The Estonian Indoor Athletics Championships () is an annual indoor track and field competition organised by the Estonian Athletic Association, which serves as the national championship for the sport in Estonia. First held in 1963, the competition was established during the period of Soviet occupation, thus was limited to a sub-national scope for the Estonian Soviet Socialist Republic, as Estonia's athletes still competed at the national Soviet Indoor Athletics Championships.
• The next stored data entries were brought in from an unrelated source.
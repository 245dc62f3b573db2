use anyhow::{Context, Result};

/// Secrets and environment-specific values. Everything tunable lives in the
/// TOML `FileConfig`.
#[derive(Debug, Clone, Default)]
pub struct AppConfig {
    // AI / LLM
    pub openai_api_key: Option<String>,
    pub openai_base_url: Option<String>,

    // Context retrieval
    pub serper_api_key: Option<String>,
}

impl AppConfig {
    pub fn from_env() -> Self {
        dotenvy::dotenv().ok();

        let config = Self {
            openai_api_key: non_empty_env("OPENAI_API_KEY"),
            openai_base_url: non_empty_env("OPENAI_BASE_URL"),
            serper_api_key: non_empty_env("SERPER_API_KEY"),
        };

        config.log_keys();
        config
    }

    /// The agents cannot run without an OpenAI key.
    pub fn require_openai_key(&self) -> Result<&str> {
        self.openai_api_key
            .as_deref()
            .context("OPENAI_API_KEY environment variable is required to run the agents")
    }

    fn log_keys(&self) {
        tracing::info!("Config loaded:");
        tracing::info!("  OPENAI_API_KEY: {}", preview_opt(&self.openai_api_key));
        tracing::info!("  OPENAI_BASE_URL: {}", preview_opt(&self.openai_base_url));
        tracing::info!("  SERPER_API_KEY: {}", preview_opt(&self.serper_api_key));
    }
}

fn non_empty_env(key: &str) -> Option<String> {
    std::env::var(key).ok().filter(|v| !v.trim().is_empty())
}

fn preview(val: &str) -> String {
    let n = val
        .char_indices()
        .nth(5)
        .map(|(i, _)| i)
        .unwrap_or(val.len());
    format!("{}...({} chars)", &val[..n], val.len())
}

fn preview_opt(val: &Option<String>) -> String {
    match val {
        Some(v) if !v.is_empty() => preview(v),
        _ => "<not set>".to_string(),
    }
}
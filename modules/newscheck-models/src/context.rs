use std::sync::Arc;

use tracing::info;

use newscheck_common::{FileConfig, NewsCheckError};

use crate::{
    ArtifactFetcher, ArtifactSpec, MdfendClassifier, TopicClassifier, VeracityModel, VeracityScorer,
};

/// Read-only model state shared by every pipeline run.
#[derive(Clone)]
pub struct ModelContext {
    pub topic: Arc<TopicClassifier>,
    pub veracity: Arc<VeracityScorer>,
}

impl ModelContext {
    pub fn new(topic: TopicClassifier, veracity: VeracityScorer) -> Self {
        Self {
            topic: Arc::new(topic),
            veracity: Arc::new(veracity),
        }
    }

    /// Load the topic model from disk and the classifier weights from cache,
    /// downloading them on first use. Any failure is fatal.
    pub async fn load(config: &FileConfig) -> Result<Self, NewsCheckError> {
        let models = config.models.clone();
        let topic = tokio::task::spawn_blocking(move || TopicClassifier::load(&models))
            .await
            .map_err(|e| NewsCheckError::model_unavailable("topic model", e))??;

        let classifier = &config.models.classifier;
        let fetcher = ArtifactFetcher::new(config.pipeline.download_timeout())?;
        let weights = fetcher
            .ensure_cached(&ArtifactSpec::classifier_weights(classifier))
            .await?;

        let max_len = classifier.max_len;
        let model = tokio::task::spawn_blocking(move || MdfendClassifier::load(&weights, max_len))
            .await
            .map_err(|e| NewsCheckError::model_unavailable("classifier", e))??;

        if model.domain_count() != classifier.domain_count {
            return Err(NewsCheckError::model_unavailable(
                "classifier",
                format!(
                    "weights cover {} domains, configuration expects {}",
                    model.domain_count(),
                    classifier.domain_count
                ),
            ));
        }

        let veracity = VeracityScorer::new(Arc::new(model), classifier.default_domain)?;
        info!(
            topics = topic.num_topics(),
            domains = veracity.domain_count(),
            "Models ready"
        );
        Ok(Self::new(topic, veracity))
    }
}

#[cfg(test)]
mod tests {
    use super::*;
    use crate::fixtures;

    #[tokio::test]
    async fn loads_from_cached_artifacts() {
        let dir = tempfile::tempdir().unwrap();
        let config = FileConfig {
            models: fixtures::write_model_dir(dir.path()).unwrap(),
            ..FileConfig::default()
        };

        let models = ModelContext::load(&config).await.unwrap();
        assert_eq!(models.topic.infer_topic("inflación").topic_id, 1);
        let signal = models.veracity.score("confirma oficial", Some(4));
        assert!(signal.probability > 0.5);
        assert!(!signal.domain_substituted);
    }

    #[tokio::test]
    async fn domain_count_mismatch_is_fatal() {
        let dir = tempfile::tempdir().unwrap();
        let mut config = FileConfig {
            models: fixtures::write_model_dir(dir.path()).unwrap(),
            ..FileConfig::default()
        };
        config.models.classifier.domain_count = 5;

        let err = ModelContext::load(&config).await.err().unwrap();
        assert!(err.to_string().contains("domains"));
    }

    #[tokio::test]
    async fn missing_weights_are_fatal() {
        let dir = tempfile::tempdir().unwrap();
        let mut config = FileConfig {
            models: fixtures::write_model_dir(dir.path()).unwrap(),
            ..FileConfig::default()
        };
        std::fs::remove_file(&config.models.classifier.cache_path).unwrap();
        config.models.classifier.download_url = "http://127.0.0.1:9/{content_id}".to_string();

        assert!(matches!(
            ModelContext::load(&config).await,
            Err(NewsCheckError::ModelUnavailable { .. })
        ));
    }

    #[test]
    fn fixture_classifier_has_eleven_domains() {
        let model = MdfendClassifier::from_json(&fixtures::classifier_json(), 10).unwrap();
        assert_eq!(model.domain_count(), 11);
    }
}
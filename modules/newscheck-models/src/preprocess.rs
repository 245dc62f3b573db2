use std::collections::HashSet;
use std::sync::OnceLock;

use regex::Regex;
use rust_stemmers::{Algorithm, Stemmer};

use crate::stopwords;

fn non_letters() -> &'static Regex {
    static RE: OnceLock<Regex> = OnceLock::new();
    RE.get_or_init(|| {
        Regex::new(r"[^a-zA-ZáéíóúüÁÉÍÓÚÜÑñ\s]").expect("static regex is valid")
    })
}

fn is_punctuation(token: &str) -> bool {
    !token.is_empty() && token.chars().all(|c| c.is_ascii_punctuation())
}

/// Turns Spanish news text into the stemmed token stream the topic model was
/// trained on.
pub struct TextPreprocessor {
    stopwords: HashSet<&'static str>,
    stemmer: Stemmer,
}

impl Default for TextPreprocessor {
    fn default() -> Self {
        Self::new()
    }
}

impl TextPreprocessor {
    pub fn new() -> Self {
        Self {
            stopwords: stopwords::SPANISH.iter().copied().collect(),
            stemmer: Stemmer::create(Algorithm::Spanish),
        }
    }

    pub fn is_stopword(&self, token: &str) -> bool {
        self.stopwords.contains(token)
    }

    /// Strip non-letters, tokenize, lowercase, drop punctuation and stopwords,
    /// then stem. Token order follows the input.
    pub fn normalize(&self, text: &str) -> Vec<String> {
        let letters_only = non_letters().replace_all(text, "");

        letters_only
            .split_whitespace()
            .filter(|token| !is_punctuation(token))
            .map(str::to_lowercase)
            .filter(|token| !self.is_stopword(token))
            .map(|token| self.stemmer.stem(&token).into_owned())
            // a stem can collapse onto a stopword ("unas" style endings)
            .filter(|stem| !stem.is_empty() && !self.is_stopword(stem))
            .collect()
    }
}
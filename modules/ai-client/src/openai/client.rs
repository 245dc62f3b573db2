use std::time::Duration;

use reqwest::header::{HeaderMap, HeaderValue, AUTHORIZATION, CONTENT_TYPE};
use tracing::debug;

use super::types::*;
use crate::error::AiError;

pub(crate) const OPENAI_API_URL: &str = "https://api.openai.com/v1";

pub(crate) struct OpenAiClient {
    api_key: String,
    http: reqwest::Client,
    base_url: String,
    timeout: Duration,
}

impl OpenAiClient {
    pub fn new(api_key: &str, timeout: Duration) -> Result<Self, AiError> {
        let http = reqwest::Client::builder()
            .timeout(timeout)
            .build()
            .map_err(|e| AiError::Config(format!("failed to build HTTP client: {e}")))?;
        Ok(Self {
            api_key: api_key.to_string(),
            http,
            base_url: OPENAI_API_URL.to_string(),
            timeout,
        })
    }

    pub fn with_base_url(mut self, url: &str) -> Self {
        self.base_url = url.trim_end_matches('/').to_string();
        self
    }

    fn headers(&self) -> Result<HeaderMap, AiError> {
        let mut headers = HeaderMap::new();
        headers.insert(
            AUTHORIZATION,
            HeaderValue::from_str(&format!("Bearer {}", self.api_key))
                .map_err(|e| AiError::Config(format!("invalid API key header: {e}")))?,
        );
        headers.insert(CONTENT_TYPE, HeaderValue::from_static("application/json"));
        Ok(headers)
    }

    /// POST a chat completion and return the first choice's content.
    pub async fn chat(&self, request: &ChatRequest) -> Result<String, AiError> {
        let url = format!("{}/chat/completions", self.base_url);

        debug!(
            model = %request.model,
            structured = request.response_format.is_some(),
            "OpenAI chat request"
        );

        let response = self
            .http
            .post(&url)
            .headers(self.headers()?)
            .json(request)
            .send()
            .await
            .map_err(|e| self.classify(e))?;

        if !response.status().is_success() {
            let status = response.status().as_u16();
            let body = response.text().await.unwrap_or_default();
            return Err(AiError::Api { status, body });
        }

        let chat_response: ChatResponse = response.json().await.map_err(|e| self.classify(e))?;

        if let Some(ref usage) = chat_response.usage {
            debug!(
                prompt_tokens = usage.prompt_tokens,
                completion_tokens = usage.completion_tokens,
                total_tokens = usage.total_tokens,
                "OpenAI usage"
            );
        }

        chat_response
            .into_content()
            .ok_or_else(|| AiError::EmptyResponse("no content in first choice".to_string()))
    }

    fn classify(&self, e: reqwest::Error) -> AiError {
        if e.is_timeout() {
            AiError::Timeout(self.timeout)
        } else if e.is_decode() {
            AiError::Parse(e.to_string())
        } else {
            AiError::Network(e.to_string())
        }
    }
}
The Estonian Indoor Championships became the undisputed official national-level event for Estonia in 1992, following the dissolution of the Soviet Union.

Events
The following athletics events feature as standard on the Estonian Indoor Championships programme:

 Sprint: 60 m, 200 m, 400 m
 Distance track events: 800 m, 1500 m, 3000 m
 Hurdles: 60 m hurdles
 Jumps: long jump, triple jump, high jump, pole vault
 Throws: shot put
 Combined events: heptathlon (men), pentathlon (women)
 Walks: 5000 m walk (men), 3000 m walk (women)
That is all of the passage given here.